In terms of the challenges we face, they include changing technology, changing methods of delivering legal services, and changing expectations by the public. We can either sit and watch those changes unfold, or we can harness them and make a difference in what’s unfolding around us. I think the ABA is about making a difference, not just sitting back. We do that via some tried and true methods, such as teaching the public about the role of lawyers in society via Law Day and other initiatives, and some new ones, such as the value lawyer members will derive from the new ABA membership model that was recently rolled out. I think that very quickly, more and more people will realize that ABA membership is an essential part of being a good lawyer.
The bottom line is that all lawyers are facing these challenges, and that can be daunting for those thinking of entering a new profession. To attract the best and brightest into the legal profession, we have to make sure they understand what they can be as lawyers. That’s what the ABA, in its next phase, is all about.
Testy: A major component of LSAC’s mission is to promote diversity in the legal profession. How does that mission dovetail with the ABA’s mission of defending liberty and delivering justice?
Martinez: Whether you’re a judge, a lawyer, a clerk, a juror, a witness, or involved in legal proceedings in some other way, you are a part of the justice system. In fulfilling what we have promised the public, it’s critical that justice is delivered through a system that people trust, because you can’t get to defending liberty and delivering justice unless the public trusts the system. One critical aspect of helping them do that is to ensure that the justice system reflects the people we serve.
LSAC’s mission fits hand in glove with the ABA’s goal of diversity and inclusion in the profession. So there is a lot of opportunity for collaboration and good work by each organization to make sure that the road toward defending liberty and delivering justice is one that is available to everyone. Our two organizations have made progress, and there have been tremendous efforts by unnamed heroes who have fought for greater diversity in the legal profession, but I don’t think anyone would suggest we’ve done enough. It’s not about making sure you, yourself, get ahead; it’s about making sure no one else is left behind.
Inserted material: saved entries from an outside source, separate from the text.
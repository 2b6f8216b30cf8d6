use crate::dispatcher::Dispatcher;
use crate::handler::{DependencyOutput, HandlerContext, HandlerRegistry};
use planforge_core::{
    Artifact, ConfigHandle, Event, EventKind, Metrics, PlanforgeError, PlanforgeResult, Role,
    Task,
};
use planforge_events::{CatalogCache, EventBus};
use planforge_store::StateStore;
use std::sync::Arc;
use std::time::Duration;
use tokio::task::JoinHandle;
use tokio_util::sync::CancellationToken;
use tracing::{debug, info, warn};
use uuid::Uuid;

/// Shared state cloned into each worker loop.
struct LoopContext {
    dispatcher: Arc<Dispatcher>,
    store: Arc<dyn StateStore>,
    bus: Arc<EventBus>,
    handlers: Arc<HandlerRegistry>,
    catalog: Arc<CatalogCache>,
    metrics: Arc<Metrics>,
    config: ConfigHandle,
    worker_id: Uuid,
    roles: Vec<Role>,
    shutdown: CancellationToken,
}

/// A pool of long-lived worker loops.
///
/// Each loop claims one task at a time for its declared roles, resolves the
/// task's dependency outputs and truth record from the State Store, runs
/// the role handler under the task deadline, and lands the result
/// atomically: artifact first, then the conditional completion. A result
/// whose task was cancelled or reclaimed in the meantime is discarded.
pub struct WorkerPool {
    dispatcher: Arc<Dispatcher>,
    store: Arc<dyn StateStore>,
    bus: Arc<EventBus>,
    handlers: Arc<HandlerRegistry>,
    catalog: Arc<CatalogCache>,
    metrics: Arc<Metrics>,
    config: ConfigHandle,
    shutdown: CancellationToken,
}

impl WorkerPool {
    /// Creates a pool executing the given handler set.
    pub fn new(
        dispatcher: Arc<Dispatcher>,
        store: Arc<dyn StateStore>,
        bus: Arc<EventBus>,
        handlers: Arc<HandlerRegistry>,
        catalog: Arc<CatalogCache>,
        metrics: Arc<Metrics>,
        config: ConfigHandle,
    ) -> Self {
        Self {
            dispatcher,
            store,
            bus,
            handlers,
            catalog,
            metrics,
            config,
            shutdown: CancellationToken::new(),
        }
    }

    /// Token that stops every loop at its next claim boundary.
    pub fn shutdown_token(&self) -> CancellationToken {
        self.shutdown.clone()
    }

    /// Registers one worker for the registry's roles and spawns its
    /// concurrency slots.
    pub async fn start(&self) -> Vec<JoinHandle<()>> {
        let roles = self.handlers.roles();
        let concurrency = self.config.snapshot().worker.concurrency;
        let registration = self
            .dispatcher
            .register_worker(roles.clone(), concurrency)
            .await;

        let mut handles = Vec::with_capacity(concurrency);
        for slot in 0..concurrency {
            let ctx = LoopContext {
                dispatcher: Arc::clone(&self.dispatcher),
                store: Arc::clone(&self.store),
                bus: Arc::clone(&self.bus),
                handlers: Arc::clone(&self.handlers),
                catalog: Arc::clone(&self.catalog),
                metrics: Arc::clone(&self.metrics),
                config: self.config.clone(),
                worker_id: registration.worker_id,
                roles: roles.clone(),
                shutdown: self.shutdown.clone(),
            };
            handles.push(tokio::spawn(async move {
                debug!(worker_id = %ctx.worker_id, slot, "Worker loop started");
                run_loop(ctx).await;
            }));
        }
        info!(
            worker_id = %registration.worker_id,
            slots = concurrency,
            "Worker pool started"
        );
        handles
    }
}

async fn run_loop(ctx: LoopContext) {
    let claim_wait = Duration::from_secs(ctx.config.snapshot().queue.claim_wait_seconds.max(1));
    loop {
        let claimed = tokio::select! {
            _ = ctx.shutdown.cancelled() => break,
            claimed = ctx.dispatcher.claim(ctx.worker_id, &ctx.roles, claim_wait) => claimed,
        };
        match claimed {
            Ok(Some(task)) => {
                if let Err(e) = execute_task(&ctx, task).await {
                    warn!(worker_id = %ctx.worker_id, error = %e, "Task execution error");
                }
            }
            Ok(None) => {}
            Err(PlanforgeError::FatalBackend(e)) => {
                // Structural store failure: stop the loop and let
                // supervision restart the process.
                warn!(worker_id = %ctx.worker_id, error = %e, "Fatal backend error, stopping worker");
                break;
            }
            Err(e) => {
                warn!(worker_id = %ctx.worker_id, error = %e, "Claim failed");
                tokio::time::sleep(Duration::from_millis(200)).await;
            }
        }
    }
}

async fn execute_task(ctx: &LoopContext, task: Task) -> PlanforgeResult<()> {
    let Some(handler) = ctx.handlers.get(task.role) else {
        // No handler is a configuration problem, not a transient one.
        ctx.dispatcher
            .fail(
                task.id,
                ctx.worker_id,
                &format!("no handler registered for role {}", task.role),
            )
            .await?;
        return Ok(());
    };

    let task = ctx.store.start_task(task.id, ctx.worker_id).await?;
    ctx.bus
        .publish(
            Event::new(task.job_id, EventKind::TaskStarted)
                .with_task(task.id)
                .with_payload(serde_json::json!({
                    "role": task.role.as_str(),
                    "attempt": task.attempt,
                })),
        )
        .await?;

    let handler_ctx = build_handler_context(ctx, &task).await?;
    let cancel = handler_ctx.cancel.clone();

    // Renew the lease while the handler runs.
    let heartbeat = spawn_heartbeat(ctx, task.id);

    let deadline = Duration::from_secs(task.deadline_seconds.max(1));
    let result = tokio::select! {
        _ = cancel.cancelled() => {
            debug!(task_id = %task.id, "Cancelled mid-flight, discarding");
            heartbeat.abort();
            return Ok(());
        }
        outcome = tokio::time::timeout(deadline, handler.execute(handler_ctx)) => outcome,
    };
    heartbeat.abort();

    match result {
        Ok(Ok(outcome)) => {
            let artifact = Artifact::new(outcome.kind, task.job_id, task.id, outcome.content);
            let (hash, stored) = ctx.store.put_artifact(artifact).await?;
            if stored {
                Metrics::incr(&ctx.metrics.artifacts_stored);
                ctx.bus
                    .publish(
                        Event::new(task.job_id, EventKind::ArtifactStored)
                            .with_task(task.id)
                            .with_payload(serde_json::json!({
                                "artifact": hash,
                                "kind": outcome.kind.as_str(),
                            })),
                    )
                    .await?;
            }
            ctx.metrics.record_usage(outcome.usage);

            let output = serde_json::json!({
                "artifact": hash,
                "kind": outcome.kind.as_str(),
            });
            match ctx.dispatcher.complete(task.id, ctx.worker_id, output).await {
                Ok(_) => {}
                Err(PlanforgeError::Conflict(reason)) => {
                    // Cancelled or reclaimed while we were computing; the
                    // result is discarded, the artifact store is
                    // content-addressed so the orphan write is harmless.
                    debug!(task_id = %task.id, %reason, "Discarding result");
                }
                Err(e) => return Err(e),
            }
        }
        Ok(Err(e)) => {
            ctx.dispatcher
                .fail(task.id, ctx.worker_id, &e.to_string())
                .await?;
        }
        Err(_elapsed) => {
            let error = PlanforgeError::DeadlineExceeded(format!(
                "handler for {} overran {}s",
                task.role, task.deadline_seconds
            ));
            ctx.dispatcher
                .fail(task.id, ctx.worker_id, &error.to_string())
                .await?;
        }
    }
    Ok(())
}

async fn build_handler_context(ctx: &LoopContext, task: &Task) -> PlanforgeResult<HandlerContext> {
    let mut dependencies = Vec::with_capacity(task.dependencies.len());
    for dep_id in &task.dependencies {
        let dep = ctx.store.get_task(*dep_id).await?;
        let output = dep.output.clone().unwrap_or(serde_json::Value::Null);
        let artifact = match output.get("artifact").and_then(|v| v.as_str()) {
            Some(hash) => ctx.store.get_artifact(hash).await.ok(),
            None => None,
        };
        dependencies.push(DependencyOutput {
            task_id: dep.id,
            role: dep.role,
            output,
            artifact,
        });
    }

    let truth = ctx.store.get_truth(task.job_id).await?;
    let modules = ctx.catalog.modules().await?.as_ref().clone();
    let cancel = ctx
        .dispatcher
        .cancellation_token(task.job_id)
        .await
        .child_token();

    Ok(HandlerContext {
        task: task.clone(),
        dependencies,
        truth,
        modules,
        cancel,
    })
}

fn spawn_heartbeat(ctx: &LoopContext, task_id: Uuid) -> JoinHandle<()> {
    let dispatcher = Arc::clone(&ctx.dispatcher);
    let worker_id = ctx.worker_id;
    let interval = ctx.config.snapshot().worker.heartbeat();
    tokio::spawn(async move {
        let mut ticker = tokio::time::interval(interval);
        ticker.set_missed_tick_behavior(tokio::time::MissedTickBehavior::Delay);
        ticker.tick().await; // immediate first tick
        loop {
            ticker.tick().await;
            if let Err(e) = dispatcher.heartbeat(worker_id, &[task_id]).await {
                warn!(task_id = %task_id, error = %e, "Heartbeat failed");
            }
        }
    })
}
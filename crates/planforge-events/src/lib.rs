//! Event bus for the Planforge platform.
//!
//! An append-only per-job log with live fan-out. Events are durably
//! persisted through the State Store **before** any subscriber sees them; a
//! fan-out failure never rolls back the durable write. Live delivery is
//! at-least-once within a subscription: late joiners replay history by
//! sequence number and deduplicate at the boundary.
//!
//! # Main types
//!
//! - [`EventBus`] — Publish, subscribe, and history reads.
//! - [`Subscription`] — A live stream handle with optional replay prefix.
//! - [`SubscriberFilter`] — One job or the whole platform.

/// The bus implementation.
pub mod bus;
/// Module-catalog cache with invalidation notifications.
pub mod catalog;

pub use bus::{EventBus, SubscriberFilter, Subscription};
pub use catalog::CatalogCache;
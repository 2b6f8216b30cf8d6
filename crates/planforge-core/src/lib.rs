//! Core types and error definitions for the Planforge platform.
//!
//! This crate provides the foundational types shared across all Planforge
//! crates: the job/task/artifact/event data model, the workflow stage
//! machine vocabulary, error handling, configuration snapshots, and the
//! process-wide metrics registry.
//!
//! # Main types
//!
//! - [`PlanforgeError`] — Unified error enum for all Planforge subsystems.
//! - [`PlanforgeResult`] — Convenience alias for `Result<T, PlanforgeError>`.
//! - [`Job`] / [`Stage`] / [`JobStatus`] — A planning request and its workflow position.
//! - [`Task`] / [`Role`] / [`TaskStatus`] — One unit of work for one worker role.
//! - [`Artifact`] / [`ArtifactKind`] — Content-addressed task outputs.
//! - [`Event`] / [`EventKind`] — Append-only per-job audit records.
//! - [`TruthRecord`] — The approved (requirements, PRD) contract for a job.
//! - [`PlanforgeConfig`] / [`ConfigHandle`] — Immutable config snapshot with atomic swap.
//! - [`Metrics`] — Process-wide counters and gauges.

/// Content-addressed artifact types.
pub mod artifact;
/// Module catalog and skill allowlist entries.
pub mod catalog;
/// Configuration sections and the swappable snapshot handle.
pub mod config;
/// Append-only event records.
pub mod event;
/// Jobs and the workflow stage machine.
pub mod job;
/// Process-wide counters, gauges, and usage accounting.
pub mod metrics;
/// Tasks, roles, and claim leases.
pub mod task;
/// The approved requirements/PRD contract.
pub mod truth;

use thiserror::Error;

/// Top-level error type for the Planforge platform.
///
/// Variants are the caller-visible error kinds of the system; components
/// match on the variant to decide between retry, escalation, and crash.
#[derive(Debug, Error)]
pub enum PlanforgeError {
    /// The caller supplied an invalid request; no state was changed.
    #[error("Invalid input: {0}")]
    InvalidInput(String),

    /// A conditional write lost the race against a concurrent writer.
    #[error("Conflict: {0}")]
    Conflict(String),

    /// The requested entity does not exist.
    #[error("Not found: {0}")]
    NotFound(String),

    /// A lifecycle operation was attempted at the wrong workflow stage.
    #[error("Wrong stage: {0}")]
    WrongStage(String),

    /// An approval referenced a PRD that is no longer the current one.
    #[error("Stale approval: {0}")]
    StaleApproval(String),

    /// Restart was requested for a job that has not failed.
    #[error("Job not failed: {0}")]
    NotFailed(String),

    /// A task handler overran its deadline.
    #[error("Deadline exceeded: {0}")]
    DeadlineExceeded(String),

    /// A transient backend failure; retried with bounded backoff.
    #[error("Transient backend error: {0}")]
    TransientBackend(String),

    /// A structural backend failure; the affected component should crash.
    #[error("Fatal backend error: {0}")]
    FatalBackend(String),

    /// A role handler reported a failure while executing a task.
    #[error("Handler error: {0}")]
    Handler(String),

    /// A JSON serialization or deserialization error.
    #[error("JSON error: {0}")]
    Json(#[from] serde_json::Error),

    /// A standard I/O error.
    #[error("IO error: {0}")]
    Io(#[from] std::io::Error),
}

impl PlanforgeError {
    /// Stable machine-readable kind string, used in wire error bodies.
    pub fn kind(&self) -> &'static str {
        match self {
            PlanforgeError::InvalidInput(_) => "invalid_input",
            PlanforgeError::Conflict(_) => "conflict",
            PlanforgeError::NotFound(_) => "not_found",
            PlanforgeError::WrongStage(_) => "wrong_stage",
            PlanforgeError::StaleApproval(_) => "stale_approval",
            PlanforgeError::NotFailed(_) => "not_failed",
            PlanforgeError::DeadlineExceeded(_) => "deadline_exceeded",
            PlanforgeError::TransientBackend(_) => "transient_backend",
            PlanforgeError::FatalBackend(_) => "fatal_backend",
            PlanforgeError::Handler(_) => "handler",
            PlanforgeError::Json(_) => "json",
            PlanforgeError::Io(_) => "io",
        }
    }
}

/// A convenience `Result` alias using [`PlanforgeError`].
pub type PlanforgeResult<T> = Result<T, PlanforgeError>;

pub use artifact::{content_hash, Artifact, ArtifactKind};
pub use catalog::{ModuleEntry, SkillAllowlist};
pub use config::{
    ConfigHandle, EventBusSettings, OrchestratorSettings, PlanforgeConfig, QueueSettings,
    ServerSettings, StoreBackend, StoreSettings, TaskSettings, WorkerSettings,
};
pub use event::{Event, EventKind};
pub use job::{Job, JobStatus, Stage};
pub use metrics::{Metrics, MetricsSnapshot, Usage};
pub use task::{ClaimLease, Role, Task, TaskStatus};
pub use truth::TruthRecord;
A particular focus for me is our colleagues with disabilities. We have a ways to go before we demonstrate our commitment to diversity in their regard. The same goes for the LGBTQ community. It’s an obligation that each attorney can fulfill in his or her own role — whether it’s just showing respect to the people they meet, treating every person with dignity, or making time for a young lawyer who reaches out to you. That’s how you foster trust and confidence in the profession and, ultimately, the justice system. That’s how you understand that this is not “our” profession to invite people into; it is their profession to choose to join. From the beginning, that message must be sent loud and clear.
As I have an opportunity to work with LSAC and other organizations, I know we can make sure that message is sent time and again. There’s no place I’d rather be to accomplish that goal than having the opportunity of leading the ABA.